Petit ouvrage (collectif) retraçant la vie d’un prêtre issu d’une paroisse vendéenne, au parcours quasiment exemplaire au séminaire et dans sa paroisse, devenu prêtre ouvrier à Bordeaux, mort accidentellement et tragiquement en plein travail. Michel Favreau n’est pas un militant en révolte totale contre sa hiérarchie, qui à l’époque d’ailleurs favorise l’expérience des prêtres ouvriers, mais un homme plein de bonne volonté, profondément travaillé par la condition du « prolétariat ». La partie la plus intéressante est celle évoquant justement cette vie « active », témoignage sur une époque et sans doute aussi sur l’impact joué sur les prêtres eux-mêmes. « Je comprends mieux que le caractère sacerdotal n’est pas lié à quelques actes, mais que c’est tout dans ma journée, depuis le jus du matin jusqu’au dernier coup de chiffon sur le moteur qui est sacerdotal » (p. 96), affirme-t-il alors qu’il travaille comme matelot sur une péniche, désormais en bleu de travail avec ses mains noircies, et qu’il ne peut dire la messe tous les jours. « Sentiment pénible aussi : celui de se sentir et de se savoir incompris de la presque totalité du clergé paroissial ; de se sentir aussi étranger qu’un véritable prolétaire quand on rentre dans un presbytère ou une église » (p. 133). A l’église où il entre un soir, il est étonné de ne voir que des personnes âgées récitant le chapelet : « On conserve vraiment les cendres sans s’apercevoir que d’autres ont pris feu […] Ce n’est pas que je sois contre le chapelet […] mais une église de vieux […] tout juste un quarteron de bigotes » (p. 101). Un peu plus loin, évoquant sa rencontre avec le curé de la paroisse, il explique comment il essaie de lui faire comprendre la nature de son apostolat : « J’ai essayé de faire comprendre sans scandaliser (mais ça c’est du mal) que je ne voulais convertir personne, que mon rôle n’était pas un rôle de conquête ; mais de présence, et que l’important pour nous n’était pas un changement d’individus, mais l’insufflation de l’esprit de l’Evangile dans les bouillonnements du monde ouvrier ; nous parlions deux langages différents […] Le clergé paroissial est loin de la vie, même quand il est très chic et accueillant » (p. 102).

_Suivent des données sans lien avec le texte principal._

use anyhow::Context as _;

/// `RUST_LOG` wins; otherwise `info`, or `debug` when `verbose`.
pub fn init(verbose: bool) -> anyhow::Result<()> {
    let default_level = if verbose { "debug" } else { "info" };
    let filter = tracing_subscriber::EnvFilter::try_from_default_env()
        .or_else(|_| tracing_subscriber::EnvFilter::try_new(default_level))
        .context("build log filter")?;

    tracing_subscriber::fmt()
        .with_env_filter(filter)
        .with_target(false)
        .with_writer(std::io::stderr)
        .try_init()
        .map_err(|err| anyhow::anyhow!("initialize tracing subscriber: {err}"))?;

    Ok(())
}
use std::io::Write as _;
use std::path::{Path, PathBuf};

use anyhow::Context as _;
use serde::{Deserialize, Serialize};

use crate::cli::InitArgs;

pub const CONFIG_PATH_ENV: &str = "EASY_KINDLE_CONFIG";
pub const PASSWORD_ENV: &str = "EASY_KINDLE_PASSWORD";
pub const GMAIL_SMTP_SERVER: &str = "smtp.gmail.com";
pub const DEFAULT_SMTP_PORT: u16 = 465;

#[derive(Clone, Serialize, Deserialize, PartialEq, Eq)]
#[serde(rename_all = "camelCase")]
pub struct AppConfig {
    pub sender: String,
    pub receiver: String,
    pub store_path: PathBuf,
    #[serde(default)]
    pub password: String,
    pub server: String,
    #[serde(default = "default_port")]
    pub port: u16,
    pub sync_file_path: PathBuf,
}

fn default_port() -> u16 {
    DEFAULT_SMTP_PORT
}

impl std::fmt::Debug for AppConfig {
    fn fmt(&self, f: &mut std::fmt::Formatter<'_>) -> std::fmt::Result {
        f.debug_struct("AppConfig")
            .field("sender", &self.sender)
            .field("receiver", &self.receiver)
            .field("store_path", &self.store_path)
            .field("password", &"<redacted>")
            .field("server", &self.server)
            .field("port", &self.port)
            .field("sync_file_path", &self.sync_file_path)
            .finish()
    }
}

impl AppConfig {
    pub fn from_init_args(args: &InitArgs) -> anyhow::Result<Self> {
        let sender = args.sender.trim().to_owned();
        if !sender.contains('@') {
            anyhow::bail!("--sender must be an email address: {sender}");
        }
        let receiver = args.receiver.trim().to_owned();
        if !receiver.contains('@') {
            anyhow::bail!("--receiver must be an email address: {receiver}");
        }

        let server = match args.server.as_deref().map(str::trim) {
            Some(server) if !server.is_empty() => server.to_owned(),
            _ if sender.to_ascii_lowercase().ends_with("@gmail.com") => {
                GMAIL_SMTP_SERVER.to_owned()
            }
            _ => anyhow::bail!("--server is required for non-Gmail senders"),
        };

        Ok(Self {
            sender,
            receiver,
            store_path: PathBuf::from(&args.store_path),
            password: args.password.clone().unwrap_or_default(),
            server,
            port: args.port.unwrap_or(DEFAULT_SMTP_PORT),
            sync_file_path: PathBuf::from(&args.sync_file),
        })
    }
}

/// `--config`, then `EASY_KINDLE_CONFIG`, then `~/.easy-kindle/config.json`.
pub fn resolve_path(flag: Option<&str>) -> anyhow::Result<PathBuf> {
    if let Some(path) = flag {
        return Ok(PathBuf::from(path));
    }
    if let Ok(path) = std::env::var(CONFIG_PATH_ENV)
        && !path.trim().is_empty()
    {
        return Ok(PathBuf::from(path));
    }
    let home = std::env::var("HOME")
        .context("HOME is not set; pass --config or set EASY_KINDLE_CONFIG")?;
    Ok(PathBuf::from(home).join(".easy-kindle").join("config.json"))
}

pub fn load(path: &Path) -> anyhow::Result<AppConfig> {
    let bytes = match std::fs::read(path) {
        Ok(bytes) => bytes,
        Err(err) if err.kind() == std::io::ErrorKind::NotFound => {
            anyhow::bail!(
                "no config file at {}; run `easy-kindle init` first",
                path.display()
            );
        }
        Err(err) => {
            return Err(err).with_context(|| format!("read config: {}", path.display()));
        }
    };
    let mut config: AppConfig = serde_json::from_slice(&bytes)
        .with_context(|| format!("parse config: {}", path.display()))?;

    if let Ok(password) = std::env::var(PASSWORD_ENV)
        && !password.is_empty()
    {
        config.password = password;
    }

    tracing::info!(path = %path.display(), "loaded config");
    tracing::debug!(?config, "config");
    Ok(config)
}

pub fn save(path: &Path, config: &AppConfig) -> anyhow::Result<()> {
    let parent = path
        .parent()
        .ok_or_else(|| anyhow::anyhow!("config path has no parent: {}", path.display()))?;
    if !parent.as_os_str().is_empty() {
        std::fs::create_dir_all(parent)
            .with_context(|| format!("create config dir: {}", parent.display()))?;
    }

    let tmp_path = path.with_extension(format!("tmp.{}", uuid::Uuid::new_v4().simple()));
    let data = serde_json::to_vec_pretty(config).context("serialize config")?;
    let mut options = std::fs::OpenOptions::new();
    options.write(true).create_new(true);
    #[cfg(unix)]
    {
        use std::os::unix::fs::OpenOptionsExt as _;
        // Owner-only: the file holds the SMTP password.
        options.mode(0o600);
    }
    let mut file = options
        .open(&tmp_path)
        .with_context(|| format!("create tmp: {}", tmp_path.display()))?;
    file.write_all(&data)
        .with_context(|| format!("write tmp: {}", tmp_path.display()))?;
    drop(file);
    std::fs::rename(&tmp_path, path)
        .with_context(|| format!("rename tmp to config: {}", path.display()))?;
    Ok(())
}

pub fn init(config_flag: Option<&str>, args: InitArgs) -> anyhow::Result<()> {
    let path = resolve_path(config_flag)?;
    if path.exists() && !args.force {
        anyhow::bail!(
            "config already exists: {} (pass --force to overwrite)",
            path.display()
        );
    }

    let config = AppConfig::from_init_args(&args)?;
    save(&path, &config)?;
    println!("config written to {}", path.display());
    Ok(())
}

L’objectif principal est donc pour lui (et pour les prêtres de la Mission ouvrière de Bordeaux), de « s’intégrer dans le mouvement des quais », loin d’un certain intellectualisme qu’il rejette progressivement, afin de partager dans une grande fraternité la vie des dockers. Il n’aborde pas ces derniers en tant que prêtre (ils l’apprendront plus tard) mais en tant que « copain », « frère » (ce sont ses termes) donnant l’exemple de la pauvreté et du dépouillement parfois extrême. Restant toujours très attaché à la prière (chaque journée de docker est à elle seule un chemin de croix), à la célébration de la messe, il est alors aux yeux des auteurs plus prêtre que jamais : « Il n’est pas là pour un apostolat mais pour une présence » ; « pour ces hommes que l’Eglise lui a confiés, il ne peut être question de culte ou de sacrements. Puisqu’il ne peut assurer sa médiation sacerdotale à ce niveau, il va plus loin, plus bas, assure une médiation plus radicale encore » (p. 130). Le lecteur est parfois mal à l’aise, surtout quant au maintien de la spécificité du prêtre…
Reste que l’ouvrage présente l’intérêt de témoigner d’une époque révolue mais qui a laissé des scories. Ajoutons qu’il est préfacé par Mgr Ricard, archevêque de Bordeaux. « Sa vie, comme celle des prêtres ouvriers ou des militants chrétiens qui ont suivi ses traces, reste un appel particulièrement fort pour l’Eglise d’aujourd’hui. Elle est en tout cas pour tous un témoignage vibrant de fraternité en acte », affirme-t-il.